[racket] Rookie Question on Functional Languages

From: Ryan Culpepper (ryanc at ccs.neu.edu)
Date: Thu Dec 9 14:08:12 EST 2010

On 12/09/2010 11:51 AM, Luke Jordan wrote:
>   Here's a rookie question that stems from HtDP 29.3.2.
>
> The idea is to test an expression a number of times while timing it and
> compare to another version of the same function.  The expression finds a
> route in a vector (graph) from node 0 to node 4.  The way I would do
> this in C/Python is with a while loop, while the counter is not zero
> execute the expression (ignore return value), and wrap it in the timer.
>   In Racket I came up with:
>
> (time (for-each
>         (lambda (dest) (find-route 0 dest Graph))
>         (make-list 1000 4)))
>
> It seems unnecessarily tricky, but I couldn't think of a better way.  Am
> I missing a piece?  Does it only seem tricky because Racket is my first
> functional language.

To the student of functional programming:

You're right, it is unnecessary.

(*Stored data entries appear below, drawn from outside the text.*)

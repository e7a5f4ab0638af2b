use axum::extract::rejection::{JsonRejection, PathRejection};
use axum::extract::{FromRequest, FromRequestParts, Path, Request};
use axum::http::request::Parts;
use axum::{async_trait, Json};

use super::error::AppError;

/// `Json` extractor whose rejection uses the API error envelope.
pub struct AppJson<T>(pub T);

#[async_trait]
impl<S, T> FromRequest<S> for AppJson<T>
where
    Json<T>: FromRequest<S, Rejection = JsonRejection>,
    S: Send + Sync,
{
    type Rejection = AppError;

    async fn from_request(req: Request, state: &S) -> Result<Self, Self::Rejection> {
        match Json::<T>::from_request(req, state).await {
            Ok(Json(value)) => Ok(Self(value)),
            Err(rejection) => Err(AppError::validation(rejection.body_text())),
        }
    }
}

/// `Path` extractor whose rejection uses the API error envelope.
pub struct AppPath<T>(pub T);

#[async_trait]
impl<S, T> FromRequestParts<S> for AppPath<T>
where
    Path<T>: FromRequestParts<S, Rejection = PathRejection>,
    S: Send + Sync,
{
    type Rejection = AppError;

    async fn from_request_parts(parts: &mut Parts, state: &S) -> Result<Self, Self::Rejection> {
        match Path::<T>::from_request_parts(parts, state).await {
            Ok(Path(value)) => Ok(Self(value)),
            Err(PathRejection::FailedToDeserializePathParams(e)) => {
                Err(AppError::validation(e.body_text()))
            }
            Err(rejection) => Err(AppError::InternalServerError(rejection.body_text())),
        }
    }
}

#[cfg(test)]
mod tests {
    use axum::body::{to_bytes, Body};
    use axum::http::{Request, StatusCode};
    use axum::response::IntoResponse;
    use axum::routing::get;
    use axum::Router;
    use serde_json::Value;
    use tower::ServiceExt;
    use uuid::Uuid;

    use super::*;

    async fn echo(AppPath(id): AppPath<Uuid>) -> impl IntoResponse {
        id.to_string()
    }

    #[tokio::test]
    async fn test_malformed_path_param_uses_envelope() {
        let app = Router::new().route("/items/:id", get(echo));
        let request = Request::builder()
            .uri("/items/not-a-uuid")
            .body(Body::empty())
            .unwrap();

        let response = app.oneshot(request).await.unwrap();
        assert_eq!(response.status(), StatusCode::BAD_REQUEST);

        let bytes = to_bytes(response.into_body(), usize::MAX).await.unwrap();
        let body: Value = serde_json::from_slice(&bytes).unwrap();
        assert_eq!(body["success"], false);
        assert_eq!(body["error"]["code"], "VALIDATION_ERROR");
    }

    #[tokio::test]
    async fn test_valid_path_param_is_extracted() {
        let id = Uuid::new_v4();
        let app = Router::new().route("/items/:id", get(echo));
        let request = Request::builder()
            .uri(format!("/items/{id}"))
            .body(Body::empty())
            .unwrap();

        let response = app.oneshot(request).await.unwrap();
        assert_eq!(response.status(), StatusCode::OK);

        let bytes = to_bytes(response.into_body(), usize::MAX).await.unwrap();
        assert_eq!(bytes, id.to_string().as_bytes());
    }
}
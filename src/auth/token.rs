use chrono::{Duration, Utc};
use jsonwebtoken::errors::ErrorKind;
use jsonwebtoken::{decode, encode, DecodingKey, EncodingKey, Header, Validation};
use serde::{Deserialize, Serialize};
use thiserror::Error;
use uuid::Uuid;

use crate::models::Role;

pub const SESSION_TTL_DAYS: i64 = 7;

/// Session token claims. `sub` and `role` are the only business claims.
#[derive(Debug, Serialize, Deserialize, Clone)]
pub struct Claims {
    pub sub: Uuid,
    pub role: Role,
    pub iat: i64,
    pub exp: i64,
    pub iss: String,
}

#[derive(Debug, Error)]
pub enum TokenError {
    #[error("token has expired")]
    Expired,

    #[error("invalid token: {0}")]
    Invalid(String),

    #[error("failed to sign token: {0}")]
    Signing(String),
}

/// Issues and verifies HS256 session tokens.
#[derive(Clone)]
pub struct JwtService {
    encoding_key: EncodingKey,
    decoding_key: DecodingKey,
    issuer: String,
    ttl: Duration,
}

impl JwtService {
    pub fn new(secret: &str, issuer: impl Into<String>) -> Self {
        Self::with_ttl(secret, issuer, Duration::days(SESSION_TTL_DAYS))
    }

    pub fn with_ttl(secret: &str, issuer: impl Into<String>, ttl: Duration) -> Self {
        Self {
            encoding_key: EncodingKey::from_secret(secret.as_bytes()),
            decoding_key: DecodingKey::from_secret(secret.as_bytes()),
            issuer: issuer.into(),
            ttl,
        }
    }

    pub fn create_token(&self, user_id: Uuid, role: Role) -> Result<String, TokenError> {
        let now = Utc::now();
        let claims = Claims {
            sub: user_id,
            role,
            iat: now.timestamp(),
            exp: (now + self.ttl).timestamp(),
            iss: self.issuer.clone(),
        };

        encode(&Header::default(), &claims, &self.encoding_key)
            .map_err(|e| TokenError::Signing(e.to_string()))
    }

    pub fn verify_token(&self, token: &str) -> Result<Claims, TokenError> {
        let mut validation = Validation::default();
        validation.set_issuer(&[&self.issuer]);
        validation.set_required_spec_claims(&["exp", "iss", "sub"]);

        decode::<Claims>(token, &self.decoding_key, &validation)
            .map(|data| data.claims)
            .map_err(|e| match e.kind() {
                ErrorKind::ExpiredSignature => TokenError::Expired,
                _ => TokenError::Invalid(e.to_string()),
            })
    }
}
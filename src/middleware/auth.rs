//! Bearer-token authentication and role gating.
//!
//! The two stages are separate layers: `authenticate` rejects with 401 and
//! `authorize` with 403, so callers can tell a bad session from a missing
//! permission.

use axum::async_trait;
use axum::extract::{FromRequestParts, Request, State};
use axum::http::request::Parts;
use axum::http::{header, HeaderMap};
use axum::middleware::Next;
use axum::response::Response;
use tracing::debug;
use uuid::Uuid;

use crate::auth::TokenError;
use crate::models::Role;
use crate::state::AppState;
use crate::utils::error::AppError;

const MISSING_TOKEN: &str = "Missing or malformed bearer token";

/// Identity attached to a request once its token has been verified.
#[derive(Debug, Clone, Copy, PartialEq, Eq)]
pub struct AuthContext {
    pub user_id: Uuid,
    pub role: Role,
}

/// Roles permitted through an `authorize` stage.
#[derive(Debug, Clone, Copy)]
pub struct AllowedRoles(pub &'static [Role]);

pub const ORGANIZERS: AllowedRoles = AllowedRoles(&[Role::Organizer, Role::Admin]);
pub const ANY_ROLE: AllowedRoles = AllowedRoles(&[Role::Attendee, Role::Organizer, Role::Admin]);

impl AllowedRoles {
    pub fn permits(&self, role: Role) -> bool {
        self.0.contains(&role)
    }
}

fn bearer_token(headers: &HeaderMap) -> Option<&str> {
    let value = headers.get(header::AUTHORIZATION)?.to_str().ok()?;
    let (scheme, token) = value.trim().split_once(' ')?;
    let token = token.trim();
    (scheme.eq_ignore_ascii_case("bearer") && !token.is_empty()).then_some(token)
}

pub async fn authenticate(
    State(state): State<AppState>,
    mut request: Request,
    next: Next,
) -> Result<Response, AppError> {
    let token = bearer_token(request.headers())
        .ok_or_else(|| AppError::unauthorized(MISSING_TOKEN))?;

    let claims = state.tokens.verify_token(token).map_err(|e| {
        debug!(error = %e, "Token rejected");
        match e {
            TokenError::Expired => AppError::unauthorized("Token has expired"),
            _ => AppError::unauthorized("Invalid token"),
        }
    })?;

    request.extensions_mut().insert(AuthContext {
        user_id: claims.sub,
        role: claims.role,
    });

    Ok(next.run(request).await)
}

pub async fn authorize(
    State(allowed): State<AllowedRoles>,
    request: Request,
    next: Next,
) -> Result<Response, AppError> {
    let context = request
        .extensions()
        .get::<AuthContext>()
        .copied()
        .ok_or_else(|| AppError::unauthorized("Authentication required"))?;

    if !allowed.permits(context.role) {
        debug!(user_id = %context.user_id, role = %context.role, "Role not allowed");
        return Err(AppError::forbidden("Insufficient role for this operation"));
    }

    Ok(next.run(request).await)
}

#[async_trait]
impl<S> FromRequestParts<S> for AuthContext
where
    S: Send + Sync,
{
    type Rejection = AppError;

    async fn from_request_parts(parts: &mut Parts, _state: &S) -> Result<Self, Self::Rejection> {
        parts
            .extensions
            .get::<AuthContext>()
            .copied()
            .ok_or_else(|| AppError::unauthorized("Authentication required"))
    }
}

#[cfg(test)]
mod tests {
    use super::*;
    use axum::http::HeaderValue;

    fn headers(value: &str) -> HeaderMap {
        let mut headers = HeaderMap::new();
        headers.insert(header::AUTHORIZATION, HeaderValue::from_str(value).unwrap());
        headers
    }

    #[test]
    fn test_extract_bearer_token() {
        assert_eq!(
            bearer_token(&headers("Bearer abc.def.ghi")),
            Some("abc.def.ghi")
        );
        assert_eq!(bearer_token(&headers("bearer   abc")), Some("abc"));
    }

    #[test]
    fn test_reject_malformed_authorization() {
        assert_eq!(bearer_token(&headers("abc.def.ghi")), None);
        assert_eq!(bearer_token(&headers("Basic dXNlcjpwYXNz")), None);
        assert_eq!(bearer_token(&headers("Bearer ")), None);
        assert_eq!(bearer_token(&HeaderMap::new()), None);
    }

    #[test]
    fn test_allowed_roles() {
        assert!(ORGANIZERS.permits(Role::Organizer));
        assert!(ORGANIZERS.permits(Role::Admin));
        assert!(!ORGANIZERS.permits(Role::Attendee));
        assert!(ANY_ROLE.permits(Role::Attendee));
    }
}
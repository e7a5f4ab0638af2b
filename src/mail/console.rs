use async_trait::async_trait;
use tracing::info;

use super::{MailError, Mailer};

/// Development mailer: writes messages to the log instead of sending them.
#[derive(Debug, Clone, Default)]
pub struct LogMailer;

#[async_trait]
impl Mailer for LogMailer {
    async fn send(&self, to: &str, subject: &str, html: &str) -> Result<(), MailError> {
        info!(to = %to, subject = %subject, body = %html, "📧 Email (development mode, not sent)");
        Ok(())
    }
}
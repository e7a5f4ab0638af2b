pub mod error;
pub mod extract;
pub mod response;
pub mod validation;
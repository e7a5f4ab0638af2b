pub mod auth;
pub mod config;
pub mod handlers;
pub mod mail;
pub mod middleware;
pub mod models;
pub mod routes;
pub mod services;
pub mod state;
pub mod store;
pub mod utils;
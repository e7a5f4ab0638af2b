pub mod coupon;
pub mod event;
pub mod order;
pub mod user;

pub use coupon::Coupon;
pub use event::{
    Event, EventDetail, EventStatus, InventoryError, NewEvent, NewTicketType, Quote, TicketType,
};
pub use order::{Order, OrderStatus, OrderWithTickets, Ticket};
pub use user::{PublicUser, Role, User};
//! Gives error responses produced outside the handlers (timeouts, rate
//! limiting, unmatched routes) the same JSON envelope as `AppError`.

use axum::extract::Request;
use axum::http::{header, HeaderMap, StatusCode};
use axum::middleware::Next;
use axum::response::Response;
use tracing::debug;

use crate::utils::response::error;

pub async fn envelope_errors(request: Request, next: Next) -> Response {
    let response = next.run(request).await;
    let status = response.status();

    if !(status.is_client_error() || status.is_server_error()) || is_json(response.headers()) {
        return response;
    }

    let (code, message) = describe(status);
    debug!(status = status.as_u16(), code, "Wrapping bare error response");

    let (parts, _body) = response.into_parts();
    let mut enveloped = error(code, message, None, status);
    for (name, value) in &parts.headers {
        if name != header::CONTENT_TYPE && name != header::CONTENT_LENGTH {
            enveloped.headers_mut().append(name.clone(), value.clone());
        }
    }
    enveloped
}

fn is_json(headers: &HeaderMap) -> bool {
    headers
        .get(header::CONTENT_TYPE)
        .and_then(|v| v.to_str().ok())
        .is_some_and(|v| v.starts_with("application/json"))
}

fn describe(status: StatusCode) -> (&'static str, &'static str) {
    match status {
        StatusCode::REQUEST_TIMEOUT => ("REQUEST_TIMEOUT", "Request timed out"),
        StatusCode::TOO_MANY_REQUESTS => ("RATE_LIMITED", "Too many requests, try again later"),
        StatusCode::NOT_FOUND => ("NOT_FOUND", "Route not found"),
        StatusCode::METHOD_NOT_ALLOWED => ("METHOD_NOT_ALLOWED", "Method not allowed"),
        StatusCode::PAYLOAD_TOO_LARGE => ("PAYLOAD_TOO_LARGE", "Request body is too large"),
        s if s.is_server_error() => ("INTERNAL_SERVER_ERROR", "An internal error occurred"),
        _ => ("BAD_REQUEST", "The request could not be processed"),
    }
}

You're using a list because you know 
someone has already provided "loop" functions for lists. But you just 
want to repeat an action N times---that's a natural number. Refresh 
yourself on Section 11 (Natural Numbers) and design this function:

;; do-times : Nat (-> Void) -> Void
;; Applies the given thunk N times.


To the aspiring Racketeer:

Racket has loop support for natural numbers, just not as a single 
function like 'for-each'. Look at 'for' and 'in-range'.